Culture of being and mindfulness

“Production has to serve the fulfilment of the true needs of man and not the requirements of the economy.”

Erich Fromm – German social psychologist of the 20th century

What is becoming more apparent than ever is the absurdity of a culture that is only focused on material growth. More and more people are becoming aware that the hype about the new iPhone, the 53rd pair of shoes or the 12th autumn jumper, the new Audi or even more sophisticated electronics will not really improve our quality of life and inner satisfaction.  The number of options in the range of goods on offer may still be capable of increase, and advertising tries in more sophisticated ways to make us like the brand new products of the cosmopolitan paradise, but the nonsense of this game becomes more transparent the more conscious someone becomes and misses its mark.
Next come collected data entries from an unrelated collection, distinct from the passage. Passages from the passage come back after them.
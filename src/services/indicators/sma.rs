//! Simple Moving Average (SMA).

use super::Indicator;

/// SMA (Simple Moving Average) over a trailing window.
///
/// The first `period - 1` positions have no value.
#[derive(Debug, Clone, Copy)]
pub struct Sma {
    period: usize,
}

impl Sma {
    pub fn new(period: usize) -> Self {
        Self { period: period.max(1) }
    }

    /// Trailing mean at every position with a full window.
    pub fn series(&self, values: &[f64]) -> Vec<Option<f64>> {
        let mut out = vec![None; values.len()];
        if values.len() < self.period {
            return out;
        }

        for end in self.period..=values.len() {
            let window = &values[end - self.period..end];
            out[end - 1] = Some(window.iter().sum::<f64>() / self.period as f64);
        }

        out
    }
}

impl Indicator for Sma {
    fn lookback(&self) -> usize {
        self.period - 1
    }
}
“I am workaholic and love stress. I collapsed in the swimwear department of a Munich department stores’ because it was so quiet there.”  Elke Heidenreich German author and presenter

Food scandals, the Euro crisis, climate change, fears of globalisation and a growing awareness that global resources are finite are making people increasingly doubt the future viability of this way of living and doing business. Moreover, many of the activities within this wear-and-tear system no longer really make sense. We still do them to ensure our survival, but fewer and fewer are still convinced of what they are doing every day. Increasing turnover, increasing growth, increasing market share, exceeding last year’s results, increasing targets, everything has to be increased all the time, for what and for whom? Keeping the machine running is like driving around aimlessly and disoriented. Increasing profits and targets has long since become an end in itself, rarely questioned except by those who experience this increase as daily pressure to perform. The data on a steadily growing number of people with symptoms of stress or burnout speak a clear language.  If you look behind the scenes of this culture of increase and ask yourself how we actually want to live, it becomes clear that we have somehow lost the alternatives.  On the one hand, most of us don’t really want to give up the comforts of this system; on the other hand, we suffer from having to pursue a meaningless activity that propagates and often relentlessly demands the dogma of permanent growth.

“No one can survive in perpetual restlessness.” John O`Donohue – Irish poet

If we stand outside history for a moment and try to grasp the long-term processes that influence thought, it seems like the birth pangs of a culture turning to new values. Erich Fromm, one of the great social psychologists of the 20th century, had presented a possible development in his three-stage model. The first stage is mainly about having. We see this first stage clearly when we look at China or Russia. The new, super-rich elite and how to belong to it as quickly as possible dominates the thinking of the masses. The growth euphoria we experienced here in the 1960s and 1970s was a similar phase. After “having”, “doing” came to the fore in the 1980s. “Having” was still very important, but in the last 25 years individuals have increasingly distinguished themselves through their activities and not so much through having.  The professional position, the development and decision-making spectrum of the activity, is becoming more important. Having alone is not enough, except for the tabloid press. But the image of being super-efficient is also increasingly crumbling. This becomes clear in the loss of image of such figures as Ackermann, former board member of the German bank, or the suicide of the CEO of the Swiss Swisscom group. What is becoming visible as the tip of the iceberg is the transition to a culture of being, in which it is increasingly about arriving and pausing instead of the next spiral of having or doing.

The problem with being, however, is that most people don’t take well to arriving or just being, except as a temporary break from constant doing. We then call it “holidays” or “free time”. The reason for this is that we have no societal models or role models for what life might look like if it were done from being. We find in society and in the media almost exclusively advocates of constant actionism. Those who stay in being seem to be anti-social, a lazy dog. It is assumed that living out of being is fundamentally passive. Yet arriving in being is a necessary prerequisite for important human abilities to unfold at all. Only when we are relieved of the inner drive do our best qualities reveal themselves: sensitivity, compassion, openness, helpfulness or friendliness. Joachim Bauer, the Frankfurt neurologist, explains in his book “Menschlichkeit” (Humanity) how our neuronal mirror cells, which are so important for social behaviour, are switched off under stress; i.e. under pressure we usually behave antisocially to the point of self-destruction.  That is, impulses to act that come from being seem to have a different quality than those that come from being driven.

But only when we have “settled down” in being, when we have arrived at the “inner centre”, do we learn to distinguish between such impulses that arise from “inner pressure” and those that arise from the “inner centre”. The latter bear a different signature and radiate harmoniously onto our surroundings. Doing now arises from being, the impulse to act comes from a deeper layer of the human being. Whether we call this layer being, soul, essence, higher self, intuition or otherwise is irrelevant. Every culture has its own term for this quality. Due to the fact that we are collectively connected in being, the action that springs from it strengthens our connectedness so that we automatically behave in a more harmonious and social way.

Pay more attention to how you feel and what the quality of the impulse to act is that pushes into your consciousness. If it comes from being driven, let it go and pay no further attention to it. If it comes from inner peace, from the depths of your being, you can follow it confidently. It will automatically lead you to the best solution.